Pre-Production is the beginning of the process. This includes everything from first phone call until the day before shooting. The pre-production process is the single most important part of the whole production, but is also the least understood by clients. (This will be the longest section, bear with us.)

PRE-SCRIPT
You've done your homework and found a production company that has a cool demo reel and seems like they've got it all together. You look around on their website but you can't seem to find their prices. So you check another one, same thing. This happens for a few minutes and you think "This is all a gimmick so I have to call." Well, sort of. It is true that once you interact with a person you are more likely to use their service, but their is another reason too, every production is different. Don't be afraid to give them a call or send them an email. They won't bite you. It will make their day that you gave them a call.

Once you've picked a company you will be asked a bunch of questions. The first is "What do you want to make?" The best possible answer to give them is a "why" answer not a "what" or "how". A lot of times we get calls from clients and they tell us exactly how they want the video to be. They either saw a commercial they loved or a video from another company and they wanted to have one too. This is not the most efficient nor cost effective manner of marketing.
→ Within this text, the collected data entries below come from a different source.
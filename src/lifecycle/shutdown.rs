//! Shutdown coordination for the gateway.

use tokio::sync::broadcast;

/// Coordinator for graceful shutdown.
///
/// The server and any background tasks subscribe to one broadcast channel;
/// triggering it drains them all.
pub struct Shutdown {
    tx: broadcast::Sender<()>,
}

impl Shutdown {
    /// Create a new shutdown coordinator.
    pub fn new() -> Self {
        let (tx, _) = broadcast::channel(1);
        Self { tx }
    }

    /// Subscribe to the shutdown signal.
    pub fn subscribe(&self) -> broadcast::Receiver<()> {
        self.tx.subscribe()
    }

    /// Trigger the shutdown signal.
    pub fn trigger(&self) {
        let _ = self.tx.send(());
    }

    /// Spawn a task that triggers shutdown on Ctrl+C.
    pub fn listen_for_ctrl_c(&self) {
        let tx = self.tx.clone();
        tokio::spawn(async move {
            if tokio::signal::ctrl_c().await.is_ok() {
                tracing::info!("Shutdown signal received");
                let _ = tx.send(());
            } else {
                tracing::error!("Failed to install Ctrl+C handler");
            }
        });
    }
}

impl Default for Shutdown {
    fn default() -> Self {
        Self::new()
    }
}
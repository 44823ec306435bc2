//! Upstream forwarding subsystem.
//!
//! # Data Flow
//! ```text
//! RouteMatch + inbound body
//!     → client.rs (build ProxiedRequest, execute with bounded timeout)
//!     → parsed upstream JSON
//!     → or error.rs classification, translated by http::error
//! ```

pub mod client;
pub mod error;

pub use client::{Forwarder, ForwarderBuildError, ProxiedBody, ProxiedRequest};
pub use error::UpstreamError;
Start with your objective. Why are you making the video in the first place? It is okay not to have any ideas for a project as long as you know why you are making it. The creative team at the production company will have a field day coming up with an idea for you.
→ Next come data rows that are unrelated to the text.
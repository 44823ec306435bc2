//! CORS middleware.
//!
//! Applies the origin policy uniformly before any handler-specific logic
//! runs, so success and error paths cannot diverge in header behavior.
//! Preflight `OPTIONS` requests are answered here and never forwarded
//! upstream.

use std::sync::Arc;

use axum::{
    body::Body,
    extract::State,
    http::{
        header::{
            ACCESS_CONTROL_ALLOW_CREDENTIALS, ACCESS_CONTROL_ALLOW_HEADERS,
            ACCESS_CONTROL_ALLOW_METHODS, ACCESS_CONTROL_ALLOW_ORIGIN, ACCESS_CONTROL_MAX_AGE,
            ORIGIN, VARY,
        },
        HeaderValue, Method, Request, StatusCode,
    },
    middleware::Next,
    response::{IntoResponse, Response},
};

use crate::cors::policy::{OriginDecision, OriginPolicy};

pub async fn cors_middleware(
    State(policy): State<Arc<OriginPolicy>>,
    req: Request<Body>,
    next: Next,
) -> Response {
    let origin = req
        .headers()
        .get(ORIGIN)
        .and_then(|v| v.to_str().ok())
        .map(|v| v.to_string());

    let decision = policy.evaluate(origin.as_deref());

    if req.method() == Method::OPTIONS {
        return preflight_response(&policy, &decision);
    }

    if matches!(decision, OriginDecision::Deny) {
        tracing::debug!(origin = origin.as_deref().unwrap_or(""), "Origin denied by policy");
    }

    let mut response = next.run(req).await;
    decorate(&policy, &decision, &mut response);
    response
}

/// Answer a preflight locally: 204, allow-methods/headers from static
/// configuration, no upstream call.
fn preflight_response(policy: &OriginPolicy, decision: &OriginDecision) -> Response {
    let mut response = StatusCode::NO_CONTENT.into_response();

    if let OriginDecision::Allow { echo: Some(echo) } = decision {
        let headers = response.headers_mut();
        headers.insert(ACCESS_CONTROL_ALLOW_ORIGIN, echo.clone());
        headers.insert(ACCESS_CONTROL_ALLOW_METHODS, policy.allow_methods().clone());
        headers.insert(ACCESS_CONTROL_ALLOW_HEADERS, policy.allow_headers().clone());
        headers.insert(ACCESS_CONTROL_MAX_AGE, policy.max_age().clone());
        if policy.allow_credentials() {
            headers.insert(
                ACCESS_CONTROL_ALLOW_CREDENTIALS,
                HeaderValue::from_static("true"),
            );
        }
        headers.append(VARY, HeaderValue::from_static("Origin"));
    }

    response
}

/// Decorate a normal response. DENY omits CORS headers entirely; the
/// response body is served either way.
fn decorate(policy: &OriginPolicy, decision: &OriginDecision, response: &mut Response) {
    if let OriginDecision::Allow { echo: Some(echo) } = decision {
        let headers = response.headers_mut();
        headers.insert(ACCESS_CONTROL_ALLOW_ORIGIN, echo.clone());
        if policy.allow_credentials() {
            headers.insert(
                ACCESS_CONTROL_ALLOW_CREDENTIALS,
                HeaderValue::from_static("true"),
            );
        }
        headers.append(VARY, HeaderValue::from_static("Origin"));
    }
}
For the sake of this guide Jake (not a real person) the marketing director at Factory Co. (not a real business) will be our case study. Factory Co. wants to build more brand loyalty before launching their new line of tractors. He calls RedFox and sets up a meeting. We show up and he tells us "I want a 30 second commercial with a guy speeding down a street in one of our tractors with an animated logo at the end." That's great, and we can do that, but it might not the best option. Jake should have said "We want to build brand loyalty ahead of our new tractor launch. I think it would be cool if we had a thirty second commercial with a..." you get the idea. There is nothing wrong with saying what you want or ideas you have, it is very helpful. But the most important thing is that we are all on the same page about why this is happening. 

The next step is setting measurable goals. This is critical to measuring success. We should be able to have a focus group and see if we succeeded or not. A bad objective is "I want people who see this to like Factory Co. more." A good objective is "I want people who see this to know we were founded in 1912." or "I want people who see this to visit our website." These are measurable and will help us measure our success with the project. Which will lead to more efficient use of marketing dollars. 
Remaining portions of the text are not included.